Using enzyme knowledge, explain why amylase stops functioning in acidic conditions.
Amylase works best in the mouth, where the pH is close to neutral. If the environment becomes too acidic, the enzyme’s shape begins to change. This includes the shape of its active site, where starch particles would normally fit. When the active site no longer matches the starch molecule, the amylase cannot break it down. This loss of shape is called denaturation, and it stops the enzyme from functioning even though the starch is still there.
A student burns a small candle inside a sealed glass jar. After a few minutes, the flame becomes weak, burns with a yellow, smoky glow, and then goes out.
Without using any equations, explain why the flame changed colour and produced smoke before it extinguished.
Inside the sealed jar, oxygen is gradually used up as the candle burns. With less oxygen available, the flame can no longer carry out complete combustion and switches to incomplete combustion. Incomplete combustion produces soot (tiny carbon particles) and carbon monoxide instead of only carbon dioxide and water. The glowing carbon particles create the yellow, smoky flame. As oxygen continues to drop, even incomplete combustion cannot continue, so the flame weakens and eventually goes out.
A radioactive isotope has a half-life of 3 days. A student notices that after 6 days, the activity (count rate) is not zero — it’s just much smaller.
Using the idea of half-life, explain why the activity never reaches zero even after many half-lives
Because each half-life cuts the number of undecayed nuclei in half, not all the way to zero.
Repeated halving means the activity becomes smaller and smaller but never fully reaches zero.
During a long-distance run, a student suddenly gets a sharp cramp in her leg. Later, her teacher explains that her muscles temporarily switched to anaerobic respiration.
Using your understanding of respiration and the circulatory system, explain how both her muscle cells and her blood changed during this switch and why this led to the cramp.
During a long run, the student’s muscles use oxygen faster than her lungs and blood can supply it. When the oxygen level becomes too low, the muscle cells switch from aerobic respiration to anaerobic respiration so they can keep producing some energy. Anaerobic respiration is less efficient and produces lactic acid as a waste product. As lactic acid builds up inside the muscle cells, it lowers the pH and interferes with normal enzyme function, causing pain and cramping.
A marine scientist notices that some shells of sea creatures are thinning in areas where ocean water has absorbed large amounts of carbon dioxide from the atmosphere.
Using particle-level reasoning, explain how CO₂ in the air can eventually reduce the strength of shells made of calcium carbonate (CaCO₃).

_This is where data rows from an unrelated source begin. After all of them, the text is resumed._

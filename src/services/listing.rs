//! Lazy, single-pass cursors over paginated listings.
//!
//! Each `next_page` call issues exactly one request. A failed request is
//! reported once and ends the cursor; an empty page ends it too.

use async_trait::async_trait;
use futures::stream::BoxStream;
use futures::StreamExt;
use tracing::debug;

use crate::{
    domain::{
        errors::S3Result,
        models::{ObjectMeta, ObjectToDelete, ObjectVersionMeta},
    },
    services::s3_client::S3,
};

/// A sequence of pages fetched on demand.
#[async_trait]
pub trait PageCursor: Send {
    type Item: Send + 'static;

    /// Fetch the next page; `None` once the listing is exhausted.
    async fn next_page(&mut self) -> Option<S3Result<Vec<Self::Item>>>;

    fn into_stream<'s>(self) -> BoxStream<'s, S3Result<Vec<Self::Item>>>
    where
        Self: Sized + 's,
    {
        futures::stream::unfold(self, |mut cursor| async move {
            cursor.next_page().await.map(|page| (page, cursor))
        })
        .boxed()
    }

    /// Drain every page into one vector; the first error wins.
    async fn collect_all(mut self) -> S3Result<Vec<Self::Item>>
    where
        Self: Sized,
    {
        let mut items = Vec::new();
        while let Some(page) = self.next_page().await {
            items.extend(page?);
        }
        Ok(items)
    }
}

/// Live objects under a prefix, `ListObjectsV2` page by page
pub struct ListObjectsCursor<'a> {
    s3: &'a S3,
    bucket: String,
    prefix: Option<String>,
    page_size: usize,
    continuation_token: Option<String>,
    pages_fetched: usize,
    exhausted: bool,
}

impl<'a> ListObjectsCursor<'a> {
    pub(crate) fn new(s3: &'a S3, bucket: &str, prefix: Option<&str>, page_size: usize) -> Self {
        Self {
            s3,
            bucket: bucket.to_string(),
            prefix: prefix.map(str::to_owned),
            page_size,
            continuation_token: None,
            pages_fetched: 0,
            exhausted: false,
        }
    }

    pub fn bucket(&self) -> &str {
        &self.bucket
    }

    pub fn prefix(&self) -> Option<&str> {
        self.prefix.as_deref()
    }

    pub fn page_size(&self) -> usize {
        self.page_size
    }

    pub fn pages_fetched(&self) -> usize {
        self.pages_fetched
    }

    pub fn is_exhausted(&self) -> bool {
        self.exhausted
    }

    pub fn keys(self) -> ObjectKeys<'a> {
        ObjectKeys { cursor: self }
    }

    pub fn to_delete(self) -> ObjectsToDelete<'a> {
        ObjectsToDelete { cursor: self }
    }

    pub async fn keys_as_vec(self) -> S3Result<Vec<String>> {
        self.keys().collect_all().await
    }
}

#[async_trait]
impl<'a> PageCursor for ListObjectsCursor<'a> {
    type Item = ObjectMeta;

    async fn next_page(&mut self) -> Option<S3Result<Vec<ObjectMeta>>> {
        if self.exhausted {
            return None;
        }

        let page = match self
            .s3
            .list_objects_page(
                &self.bucket,
                self.prefix.as_deref(),
                self.page_size,
                self.continuation_token.take(),
            )
            .await
        {
            Ok(page) => page,
            Err(err) => {
                self.exhausted = true;
                return Some(Err(err));
            }
        };
        self.pages_fetched += 1;

        if page.contents.is_empty() {
            self.exhausted = true;
            return None;
        }

        // a truncated page without a token cannot be continued
        match page.next_continuation_token {
            Some(token) => self.continuation_token = Some(token),
            None => self.exhausted = true,
        }

        debug!(
            bucket = %self.bucket,
            page = self.pages_fetched,
            count = page.contents.len(),
            "listed objects"
        );
        Some(Ok(page.contents))
    }
}

/// Key-only view of a [`ListObjectsCursor`]
pub struct ObjectKeys<'a> {
    cursor: ListObjectsCursor<'a>,
}

#[async_trait]
impl<'a> PageCursor for ObjectKeys<'a> {
    type Item = String;

    async fn next_page(&mut self) -> Option<S3Result<Vec<String>>> {
        let page = self.cursor.next_page().await?;
        Some(page.map(|objects| objects.into_iter().map(|o| o.key).collect()))
    }
}

/// Batch-delete view of a [`ListObjectsCursor`]
pub struct ObjectsToDelete<'a> {
    cursor: ListObjectsCursor<'a>,
}

#[async_trait]
impl<'a> PageCursor for ObjectsToDelete<'a> {
    type Item = ObjectToDelete;

    async fn next_page(&mut self) -> Option<S3Result<Vec<ObjectToDelete>>> {
        let page = self.cursor.next_page().await?;
        Some(page.map(|objects| objects.iter().map(ObjectMeta::to_delete).collect()))
    }
}

/// Object versions (and optionally delete markers) under a prefix,
/// `ListObjectVersions` page by page
pub struct ListObjectVersionsCursor<'a> {
    s3: &'a S3,
    bucket: String,
    prefix: Option<String>,
    page_size: usize,
    key_marker: Option<String>,
    version_id_marker: Option<String>,
    include_delete_markers: bool,
    pages_fetched: usize,
    exhausted: bool,
}

impl<'a> ListObjectVersionsCursor<'a> {
    pub(crate) fn new(s3: &'a S3, bucket: &str, prefix: Option<&str>, page_size: usize) -> Self {
        Self {
            s3,
            bucket: bucket.to_string(),
            prefix: prefix.map(str::to_owned),
            page_size,
            key_marker: None,
            version_id_marker: None,
            include_delete_markers: false,
            pages_fetched: 0,
            exhausted: false,
        }
    }

    /// Select whether pages include delete markers (off by default).
    pub fn versions(mut self, include_delete_markers: bool) -> Self {
        self.include_delete_markers = include_delete_markers;
        self
    }

    pub fn bucket(&self) -> &str {
        &self.bucket
    }

    pub fn prefix(&self) -> Option<&str> {
        self.prefix.as_deref()
    }

    pub fn pages_fetched(&self) -> usize {
        self.pages_fetched
    }

    pub fn is_exhausted(&self) -> bool {
        self.exhausted
    }

    /// Batch-delete view; always includes delete markers.
    pub fn to_delete(self) -> VersionsToDelete<'a> {
        VersionsToDelete {
            cursor: self.versions(true),
            only_key: None,
        }
    }
}

#[async_trait]
impl<'a> PageCursor for ListObjectVersionsCursor<'a> {
    type Item = ObjectVersionMeta;

    async fn next_page(&mut self) -> Option<S3Result<Vec<ObjectVersionMeta>>> {
        if self.exhausted {
            return None;
        }

        let page = match self
            .s3
            .list_object_versions_page(
                &self.bucket,
                self.prefix.as_deref(),
                self.page_size,
                self.key_marker.take(),
                self.version_id_marker.take(),
            )
            .await
        {
            Ok(page) => page,
            Err(err) => {
                self.exhausted = true;
                return Some(Err(err));
            }
        };
        self.pages_fetched += 1;

        if page.versions.is_empty() && page.delete_markers.is_empty() {
            self.exhausted = true;
            return None;
        }

        if page.is_truncated == Some(true) && page.next_key_marker.is_some() {
            self.key_marker = page.next_key_marker;
            self.version_id_marker = page.next_version_id_marker;
        } else {
            self.exhausted = true;
        }

        let mut entries = page.versions;
        if self.include_delete_markers {
            entries.extend(page.delete_markers);
            // keys ascending, newest first within a key
            entries.sort_by(|a, b| {
                a.key
                    .cmp(&b.key)
                    .then_with(|| b.last_modified_at.cmp(&a.last_modified_at))
            });
        }

        debug!(
            bucket = %self.bucket,
            page = self.pages_fetched,
            count = entries.len(),
            "listed object versions"
        );
        Some(Ok(entries))
    }
}

/// Batch-delete view of a [`ListObjectVersionsCursor`]
pub struct VersionsToDelete<'a> {
    cursor: ListObjectVersionsCursor<'a>,
    only_key: Option<String>,
}

impl<'a> VersionsToDelete<'a> {
    /// Keep only entries whose key is exactly `key`. Pages left empty by the
    /// filter are skipped, not yielded.
    pub fn only_key(mut self, key: impl Into<String>) -> Self {
        self.only_key = Some(key.into());
        self
    }
}

#[async_trait]
impl<'a> PageCursor for VersionsToDelete<'a> {
    type Item = ObjectToDelete;

    async fn next_page(&mut self) -> Option<S3Result<Vec<ObjectToDelete>>> {
        loop {
            let versions = match self.cursor.next_page().await? {
                Ok(versions) => versions,
                Err(err) => return Some(Err(err)),
            };

            let entries: Vec<ObjectToDelete> = versions
                .iter()
                .filter(|v| self.only_key.as_deref().map_or(true, |key| v.key == key))
                .map(ObjectVersionMeta::to_delete)
                .collect();

            if !entries.is_empty() || self.only_key.is_none() {
                return Some(Ok(entries));
            }
        }
    }
}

When carbon dioxide dissolves in seawater, it reacts with water to form carbonic acid. This acid releases hydrogen ions, which make the water more acidic. These hydrogen ions react with calcium carbonate in shells, breaking it down and turning it into soluble bicarbonate ions. Because the shell material dissolves faster in acidic conditions, the shells thin and weaken over time.
A cart is rolling across a smooth floor at constant speed. A student suddenly places a heavy block on top of the cart, but the cart does not stop, it just continues moving forward, now more slowly.
Explain why the cart slows down even though no external horizontal force acted on it.
Momentum is conserved because no external horizontal force acts.
When the heavy block is added, the total mass increases.